How do I find the characteristic polynomial and eigenvalues?

Question

For the following matrix, compute

1. its characteristic polynomial
2. its eigenvalues

$$A = \begin{bmatrix}0 & 1 & 0 \\ 0 & 0 & 1 \\ 2 & -5 & 4\end{bmatrix}$$

So I think I know to find the characteristic polynomial, I have to compute det(A-$\lambda$I) = 0. Which gives...

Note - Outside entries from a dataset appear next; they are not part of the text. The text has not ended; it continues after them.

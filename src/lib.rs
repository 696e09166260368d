//! # P2P Secure Session
//!
//! Session core for end-to-end encrypted peer-to-peer messaging: X3DH key
//! agreement, a Double Ratchet whose state lives entirely in an external key
//! store, and signed message envelopes.
//!
//! ## Features
//!
//! - **Key Agreement**: X3DH over X25519 with signed and one-time prekeys
//! - **Stateless Ratchet**: conversation state is rebuilt from the key store on every call
//! - **Signed Envelopes**: every message is signed by the sender's Ed25519 identity
//! - **Identity Management**: lockable key manager and identity-signed profiles
//!
//! ## Quick Start
//!
//! ```rust,no_run
//! use p2p_secure_session::crypto::{KeyMaterialProvider, PreKeyStore};
//! use p2p_secure_session::session::{MemoryKeyStore, RatchetCodec};
//! use p2p_secure_session::{KeyManager, SecureSession};
//!
//! fn main() -> p2p_secure_session::Result<()> {
//!     let alice = SecureSession::new(KeyManager::generate(), MemoryKeyStore::new(), RatchetCodec::default());
//!     let bob = SecureSession::new(KeyManager::generate(), MemoryKeyStore::new(), RatchetCodec::default());
//!
//!     let bob_chat = bob.key_material().chat_key_pair()?;
//!     let mut prekeys = PreKeyStore::new();
//!     prekeys.generate_signed_pre_key(&bob_chat);
//!     let bundle = prekeys.publish_bundle(&bob_chat)?;
//!
//!     let (init, alice_secret) = alice.initiate(&bundle)?;
//!     let bob_secret = bob.accept(&init, &mut prekeys)?;
//!
//!     let message = alice.send(&alice_secret, b"hello")?;
//!     let sender = alice.key_material().identity_public_key()?;
//!     let plaintext = bob.receive(&bob_secret, &message, Some(&sender))?;
//!     assert_eq!(plaintext, b"hello");
//!     Ok(())
//! }
//! ```
//!
//! ## Architecture
//!
//! - [`crypto`]: identity and chat keys, prekeys, XEdDSA and profiles
//! - [`session`]: X3DH, the ratchet codec, key stores and [`SecureSession`]
//! - [`protocol`]: message types, signing and the JSON wire format
//! - [`utils`]: configuration, error handling and logging

#![warn(missing_docs)]
#![deny(unsafe_code)]
#![warn(clippy::all)]
#![warn(clippy::pedantic)]
#![warn(clippy::cargo)]
#![allow(clippy::module_name_repetitions)]

pub mod crypto;
pub mod protocol;
pub mod session;
pub mod utils;

pub use crypto::{KeyManager, KeyMaterialProvider, PreKeyStore, PublicPreKeyBundle};
pub use protocol::{Message, MessageEnvelope, MessageKind};
pub use session::{RatchetCodec, RatchetKeyStore, SecureSession, SharedSecret};
pub use utils::{Result, SessionConfig, SessionCoreError};

/// Version information for the session protocol
pub const PROTOCOL_VERSION: &str = "1.0.0";

/// Maximum serialized message size in bytes (1MB)
pub const MAX_MESSAGE_SIZE: usize = 1024 * 1024;

/// Default configuration values
pub mod defaults {
    /// Default bound on message keys skipped per chain for one incoming message
    pub const DEFAULT_MAX_SKIP: u32 = 1000;

    /// Default file name of the ratchet key store inside the data directory
    pub const DEFAULT_RATCHET_STORE_FILE: &str = "ratchet-store.bin";
}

$$A-\lambda I = \begin{bmatrix}-\lambda & 1 & 0 \\ 0 & -\lambda & 1 \\ 2 & -5 & 4-\lambda\end{bmatrix}$$

$$-\lambda\begin{vmatrix}-\lambda & 1 \\ -5 & 4-\lambda\end{vmatrix} - 1 \begin{vmatrix}0 & 1 \\2 & 4-\lambda\end{vmatrix} $$

After calculating the determinant I get, $-\lambda(-4\lambda + \lambda^{2}+5) +2 = 0 $

What do I do next? I'm completely stuck.

Answer 1

The sum of the entries on each row is always $1$, so $\left(1,\begin{bmatrix} 1\\1\\1\end{bmatrix}\right)$ is an eigenpair.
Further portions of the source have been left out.